* Directions:
Among the entries below, find the lines holding "bool" and copy them.

* Recorded information:

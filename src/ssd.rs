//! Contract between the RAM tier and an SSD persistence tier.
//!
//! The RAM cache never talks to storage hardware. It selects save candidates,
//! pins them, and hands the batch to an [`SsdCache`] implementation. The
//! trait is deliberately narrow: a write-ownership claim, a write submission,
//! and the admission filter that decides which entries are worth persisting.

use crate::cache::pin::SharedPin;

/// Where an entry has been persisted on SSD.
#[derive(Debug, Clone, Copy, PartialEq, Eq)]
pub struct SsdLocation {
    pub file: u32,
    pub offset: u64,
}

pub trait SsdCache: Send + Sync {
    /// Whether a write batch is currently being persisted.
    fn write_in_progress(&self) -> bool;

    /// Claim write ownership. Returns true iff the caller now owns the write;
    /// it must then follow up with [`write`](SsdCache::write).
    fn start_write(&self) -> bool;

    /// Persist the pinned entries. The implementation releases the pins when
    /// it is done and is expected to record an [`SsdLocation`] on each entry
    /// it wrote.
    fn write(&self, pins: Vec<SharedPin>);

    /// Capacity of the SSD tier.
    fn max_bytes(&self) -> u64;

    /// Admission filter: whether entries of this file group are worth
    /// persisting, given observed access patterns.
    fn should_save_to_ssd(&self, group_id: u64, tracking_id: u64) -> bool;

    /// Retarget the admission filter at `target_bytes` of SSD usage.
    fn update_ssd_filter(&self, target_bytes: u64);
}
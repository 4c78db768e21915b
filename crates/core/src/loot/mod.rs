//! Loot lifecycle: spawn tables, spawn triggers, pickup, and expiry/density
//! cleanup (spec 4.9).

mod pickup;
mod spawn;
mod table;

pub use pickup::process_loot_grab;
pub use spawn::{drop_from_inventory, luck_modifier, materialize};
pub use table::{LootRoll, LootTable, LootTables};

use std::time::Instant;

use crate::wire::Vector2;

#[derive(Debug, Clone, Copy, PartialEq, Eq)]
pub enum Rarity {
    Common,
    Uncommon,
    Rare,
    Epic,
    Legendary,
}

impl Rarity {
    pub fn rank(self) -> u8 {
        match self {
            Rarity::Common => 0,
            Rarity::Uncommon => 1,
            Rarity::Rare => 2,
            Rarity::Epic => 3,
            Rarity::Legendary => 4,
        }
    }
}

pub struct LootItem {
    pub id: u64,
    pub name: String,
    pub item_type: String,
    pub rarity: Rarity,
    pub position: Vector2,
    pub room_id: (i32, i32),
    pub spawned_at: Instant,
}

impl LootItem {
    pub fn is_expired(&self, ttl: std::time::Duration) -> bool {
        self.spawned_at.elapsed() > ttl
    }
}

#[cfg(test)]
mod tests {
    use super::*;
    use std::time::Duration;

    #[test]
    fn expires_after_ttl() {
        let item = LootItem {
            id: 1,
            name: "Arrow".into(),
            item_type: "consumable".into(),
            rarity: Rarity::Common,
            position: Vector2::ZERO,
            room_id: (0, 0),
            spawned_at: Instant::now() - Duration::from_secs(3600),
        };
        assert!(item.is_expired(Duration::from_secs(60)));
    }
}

* Written reply:
    fn write_in_progress(&self) -> bool;
    fn start_write(&self) -> bool;
    fn should_save_to_ssd(&self, group_id: u64, tracking_id: u64) -> bool;
    pub fn is_expired(&self, ttl: std::time::Duration) -> bool {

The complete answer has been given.